I am praying under the thousand stars with empty tears from my eyes. Wishing to get me back to the time where all I know is just to make myself laugh. I am paralyzed from a nightmare where I couldn’t stand anymore. Couldn’t trust anyone and love no more. It seems like the end of the world and everything has been destroyed. I am trying to fix myself and repair what has been broken. I am asking them to give me sign, if I should not give up or better to just hold back. There is no shooting star. It causes me to quit in frustration. Maybe the stars get tired of helping me. So, I stop wishing. I stop looking at them. I stop crying. Better to buried myself in the most stupid games I have ever played, at least I’ll get to enjoy myself.

I am playing non-stop. The battery of my mobile phone is getting hotter but I don’t care. If I stop playing, I will start thinking and I’d rather have a broken mobile phone than to go back to my broken foolish heart. People in the conversation box usually come and go. But you, you never go. I find you too annoying, irritating and funny. Even if I get mad at you with no reason, you just laugh in return with worries of course and that’s cute. I like it when you don’t want me to get angry. I like it when it’s fine with you that I am short-tempered. I like it that you understand me. I like it that you’re comfortable with my awkward silence. I like it that you don’t mind me not talking most of the time. I like it that you like me.

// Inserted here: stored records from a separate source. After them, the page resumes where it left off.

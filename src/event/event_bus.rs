// SPDX-License-Identifier: MPL-2.0
// This Source Code Form is subject to the terms of the Mozilla Public
// License, v. 2.0. If a copy of the MPL was not distributed with this
// file, You can obtain one at https://mozilla.org/MPL/2.0/.

//! Broadcast channel for poller events.

use tokio::sync::broadcast;

use super::DeviceEvent;

const DEFAULT_CAPACITY: usize = 256;

/// Fan-out of [`DeviceEvent`]s to any number of subscribers.
///
/// Publishing never waits: a tick must not stall because nobody listens or a
/// listener is slow. A subscriber that falls more than `capacity` events
/// behind gets `RecvError::Lagged` and resumes from the oldest kept event.
///
/// # Examples
///
/// ```
/// use kasa_poller::event::{DeviceId, DeviceEvent, EventBus};
///
/// let bus = EventBus::with_capacity(16);
/// let mut rx = bus.subscribe();
///
/// let device_id = DeviceId::new();
/// bus.publish(DeviceEvent::Unreachable { device_id, count: 1 });
///
/// assert_eq!(rx.try_recv().unwrap().device_id(), device_id);
/// ```
#[derive(Debug, Clone)]
pub struct EventBus {
    sender: broadcast::Sender<DeviceEvent>,
}

impl EventBus {
    /// Creates a bus buffering 256 events per subscriber.
    #[must_use]
    pub fn new() -> Self {
        Self::with_capacity(DEFAULT_CAPACITY)
    }

    /// Creates a bus buffering `capacity` events per subscriber.
    ///
    /// A capacity of zero is raised to one.
    #[must_use]
    pub fn with_capacity(capacity: usize) -> Self {
        let (sender, _) = broadcast::channel(capacity.max(1));
        Self { sender }
    }

    /// Returns a receiver for events published from now on.
    #[must_use]
    pub fn subscribe(&self) -> broadcast::Receiver<DeviceEvent> {
        self.sender.subscribe()
    }

    /// Returns the number of live receivers.
    #[must_use]
    pub fn subscriber_count(&self) -> usize {
        self.sender.receiver_count()
    }

    /// Sends an event to every current subscriber.
    ///
    /// Without subscribers the event is dropped.
    pub fn publish(&self, event: DeviceEvent) {
        let device_id = event.device_id();
        match self.sender.send(event) {
            Ok(receivers) => tracing::trace!(%device_id, receivers, "Event published"),
            Err(_) => tracing::trace!(%device_id, "Event dropped, no subscribers"),
        }
    }
}

impl Default for EventBus {
    fn default() -> Self {
        Self::new()
    }
}

#[cfg(test)]
mod tests {
    use super::*;
    use crate::event::DeviceId;

    #[test]
    fn receivers_are_counted() {
        let bus = EventBus::new();
        assert_eq!(bus.subscriber_count(), 0);

        let rx = bus.subscribe();
        let _other = bus.clone().subscribe();
        assert_eq!(bus.subscriber_count(), 2);

        drop(rx);
        assert_eq!(bus.subscriber_count(), 1);
    }

    #[tokio::test]
    async fn every_subscriber_gets_a_copy() {
        let bus = EventBus::new();
        let mut first = bus.subscribe();
        let mut second = bus.subscribe();
        let device_id = DeviceId::new();

        bus.publish(DeviceEvent::RediscoveryStarted { device_id });

        assert_eq!(first.recv().await.unwrap().device_id(), device_id);
        assert_eq!(second.recv().await.unwrap().device_id(), device_id);
    }

    #[test]
    fn events_before_subscribing_are_not_replayed() {
        let bus = EventBus::new();
        bus.publish(DeviceEvent::device_removed(DeviceId::new()));

        let mut rx = bus.subscribe();
        assert!(rx.try_recv().is_err());
    }

    #[tokio::test]
    async fn slow_subscriber_lags() {
        let bus = EventBus::with_capacity(2);
        let mut rx = bus.subscribe();
        let device_id = DeviceId::new();

        for count in 1..=4 {
            bus.publish(DeviceEvent::Unreachable { device_id, count });
        }

        assert!(matches!(
            rx.recv().await,
            Err(broadcast::error::RecvError::Lagged(2))
        ));
        assert_eq!(
            rx.recv().await.unwrap(),
            DeviceEvent::Unreachable { device_id, count: 3 }
        );
    }

    #[test]
    fn zero_capacity_still_delivers() {
        let bus = EventBus::with_capacity(0);
        let mut rx = bus.subscribe();
        let device_id = DeviceId::new();

        bus.publish(DeviceEvent::device_added(device_id));

        assert_eq!(rx.try_recv().unwrap().device_id(), device_id);
    }
}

Our non-stop conversation every day and every night gives me hope. You help me fix everything. You give me reason to smile. You bring me back to life. To love. Maybe that is why there is no shooting star, because you are my shooting star.  Maybe this is the reason why I love talking to you under the thousands shining star, because you are one of them. You are my shooting star. Every word that comes from your mouth becomes my favorite word. Your laugh becomes my favorite laugh. Your smile becomes my favorite smile. Your voice becomes my favorite voice. You, you becomes my favorite person.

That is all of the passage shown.